В исследовании инокультурного мира и мышления почти всегда всплывает задача адекватного описания и понимания. Практически повсеместно, любого исследователя преследует проблема «удержания» или выработки критериев адекватности описания, а также обозначения границ исследовательского подхода и ожидания. Поиск единства оснований или культурных универсалий оставляет шанс только лишь на вскрытие различия смыслового содержания. В данной ситуации окажется неприемлемой импликация принципов очевидности, логической когерентности, непротиворечивости, то есть любой традиционный подход, либо «формальная» установка. На сегодняшний день имеют место социокультурные парадоксы, вскрываемые в рамках проблемы интерпретации и понимания в современном информационном обществе. Этот парадокс связан с требованием необходимости переноситься в другое культурное пространство в современной культуре и политике. Этот парадокс, в свою очередь, отсылает к еще более фундаментальному вопросу: каким образом человек способен осуществлять процедуру понимания другого, сохраняя собственную социокультурную идентичность. В данном случае звучит весьма амбивалентный ответ, связанный с тем, что именно нерациональный дискурс в глобальном мире может быть весьма плодотворным. Сегодня однозначно озвучивается «закономерность» создания новой систематической логики «взаимозависимого социокультурного партнерства» и диалога культур в глобальном мире, а сравнение возможностей западного и восточного дискурсов становится повсеместным делом для многих «методологий». Многие из этих вопросов привели к становлению и институ-циализации компаративистских исследований и компаративистской методологии. Часто делается вывод о том, рациональная логика понимания, универсальные основания рационального мышления, общечеловеческие ценности, критерии подлинного отражения мира «эгоцентричны» и «монологичны». Проблема заключается в том, чтобы в процессе понимания другого мы обретаем возможность преодолеть свой эгоцентризм и дать право голоса партнеру: наделяем его правом сломать априорные схемы и стереотипы и явиться «полноправным иным». Рациональная логика понимания не предполагает такой постановки проблемы, и именно поэтому ею нельзя ограничиться в диалоге цивилизаций. Необходим иной - нерациональный путь понимания. Сам процесс образования понятий в культуре не подчиняется рациональным законам.

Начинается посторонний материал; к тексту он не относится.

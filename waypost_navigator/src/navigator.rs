// Copyright 2026 the Waypost Authors
// SPDX-License-Identifier: Apache-2.0 OR MIT

//! The navigator facade: one registry, one matcher, dispatch.
//!
//! [`Navigator`] wires the pieces together. Registration normalizes the
//! pattern through the matcher before storing it, so the key under which a
//! pattern is stored is exactly the string the matcher later reports as the
//! winning pattern — a successful match always finds its handler.
//!
//! The navigator can carry a default scheme, applied both when registering
//! patterns and when matching URLs. This lets an app register bare paths
//! once and route both `"/user/1"` and `"myapp://user/1"`:
//!
//! ```rust
//! use waypost_navigator::Navigator;
//!
//! let mut navigator = Navigator::with_scheme("myapp");
//! navigator.register("/user/<int:id>", |_url, values| values["id"].as_int());
//!
//! assert_eq!(navigator.build("/user/42"), Some(42));
//! assert_eq!(navigator.build("myapp://user/42"), Some(42));
//! ```

use waypost_matcher::{Bindings, UrlConvertible, UrlMatch, UrlMatcher};

use crate::handler::Handler;
use crate::registry::Registry;

/// A matched URL resolved against the registry.
#[derive(Debug)]
pub struct Resolved<'a, T> {
    /// The handler entity registered under the winning pattern.
    pub handler: &'a Handler<T>,
    /// The winning pattern and its extracted values.
    pub url_match: UrlMatch,
}

/// Maps URLs to registered handlers.
///
/// `T` is the caller-chosen destination type produced by factories. See the
/// [crate docs](crate) for the registration/dispatch model and the
/// threading contract.
pub struct Navigator<T> {
    matcher: UrlMatcher,
    registry: Registry<T>,
    scheme: Option<String>,
}

impl<T> Default for Navigator<T> {
    fn default() -> Self {
        Self::new()
    }
}

impl<T> Navigator<T> {
    /// Create a navigator with no default scheme.
    pub fn new() -> Self {
        Self {
            matcher: UrlMatcher::new(),
            registry: Registry::new(),
            scheme: None,
        }
    }

    /// Create a navigator whose scheme is injected into schemeless patterns
    /// and URLs.
    pub fn with_scheme(scheme: impl Into<String>) -> Self {
        Self {
            scheme: Some(scheme.into()),
            ..Self::new()
        }
    }

    /// The underlying matcher.
    pub fn matcher(&self) -> &UrlMatcher {
        &self.matcher
    }

    /// Mutable access to the matcher, e.g. to configure strict scheme
    /// validation.
    pub fn matcher_mut(&mut self) -> &mut UrlMatcher {
        &mut self.matcher
    }

    /// The registry, e.g. to enumerate registered patterns.
    pub fn registry(&self) -> &Registry<T> {
        &self.registry
    }

    /// Register a destination factory under `pattern`.
    ///
    /// The factory receives the requested URL string and the match bindings
    /// and may decline by returning `None`. Registering the same canonical
    /// pattern again replaces the previous entity.
    pub fn register<F>(&mut self, pattern: &str, factory: F)
    where
        F: Fn(&str, &Bindings) -> Option<T> + 'static,
    {
        self.insert(pattern, Handler::Factory(Box::new(factory)));
    }

    /// Register an open handler under `pattern`.
    ///
    /// The handler receives the requested URL string and the match bindings
    /// and returns whether it consumed the URL.
    pub fn handle<F>(&mut self, pattern: &str, handler: F)
    where
        F: Fn(&str, &Bindings) -> bool + 'static,
    {
        self.insert(pattern, Handler::Open(Box::new(handler)));
    }

    fn insert(&mut self, pattern: &str, handler: Handler<T>) {
        let canonical = self.matcher.normalize(pattern, self.scheme.as_deref());
        self.registry.insert(canonical, handler);
    }

    /// Match `url` against the registered patterns, in registration order.
    ///
    /// Returns the handler entity and the match result without invoking
    /// anything; [`build`](Self::build) and [`open`](Self::open) are the
    /// invoking conveniences.
    pub fn resolve<U>(&self, url: &U) -> Option<Resolved<'_, T>>
    where
        U: UrlConvertible + ?Sized,
    {
        let url_match = self
            .matcher
            .match_url(url, self.scheme.as_deref(), self.registry.keys())?;
        let handler = self.registry.lookup(&url_match.pattern)?;
        Some(Resolved { handler, url_match })
    }

    /// Build a destination for `url` via its matched factory.
    ///
    /// `None` when no pattern matches, when the matched entity is an open
    /// handler, or when the factory declines.
    pub fn build<U>(&self, url: &U) -> Option<T>
    where
        U: UrlConvertible + ?Sized,
    {
        let resolved = self.resolve(url)?;
        match resolved.handler {
            Handler::Factory(factory) => factory(&url.url_string(), &resolved.url_match.values),
            Handler::Open(_) => None,
        }
    }

    /// Invoke the open handler matched by `url`.
    ///
    /// `false` when no pattern matches, when the matched entity is a
    /// factory, or when the handler declines.
    pub fn open<U>(&self, url: &U) -> bool
    where
        U: UrlConvertible + ?Sized,
    {
        let Some(resolved) = self.resolve(url) else {
            return false;
        };
        match resolved.handler {
            Handler::Open(handler) => handler(&url.url_string(), &resolved.url_match.values),
            Handler::Factory(_) => false,
        }
    }
}

impl<T> core::fmt::Debug for Navigator<T> {
    fn fmt(&self, f: &mut core::fmt::Formatter<'_>) -> core::fmt::Result {
        f.debug_struct("Navigator")
            .field("scheme", &self.scheme)
            .field("registry", &self.registry)
            .finish_non_exhaustive()
    }
}
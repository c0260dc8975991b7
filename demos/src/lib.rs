// Copyright 2026 the Waypost Authors
// SPDX-License-Identifier: Apache-2.0 OR MIT

//! Runnable Waypost examples. See the `examples/` directory of this crate.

Становление сравнительного метода в современном гуманитарном познании отражает существенные изменения философской культуры и философского методологизма в эпоху постклассики. Новый образ сравнительного метода связан с восстановлением целостного отношения к миру, обращением к Востоку в постклассических философских проектах, преобразовавших западную мыслительную практику и методологию науки и отразивших трансформацию онтологии культуры. Сравнительный метод во многом предопределяет особенности междисциплинарных исследований и внутрифилософский диалог. Сравнительный метод - это корреспонденции различных подходов, методик и методологий.
«Частное» применение сравнительного метода характерно для таких дисциплин как культурология, литературоведение, лингвистика, языкознание история (историография), социология, антропология, культурная антропология, психология, педагогика, религиоведение, а также для сравнительного исследования цивилизаций и их типологии, и в теории и истории мифа и т.д. В философском дискурсе, в историко-философских исследованиях сложились различные формы сравнительно-исторического метода: сравнительно-сопоставительный метод, сравнение историко-типологическое, историко-генетическое сравнение, при котором фиксируются взаимовлияние различных явлений. Сравнительный метод находит применение в различных социальных и гуманитарных науках. Сравнительный анализ может действовать не только при рассмотрении феноменов различных культур, но и внутри одной и той же философской культуры, научной парадигмы, даже внутри одного направления.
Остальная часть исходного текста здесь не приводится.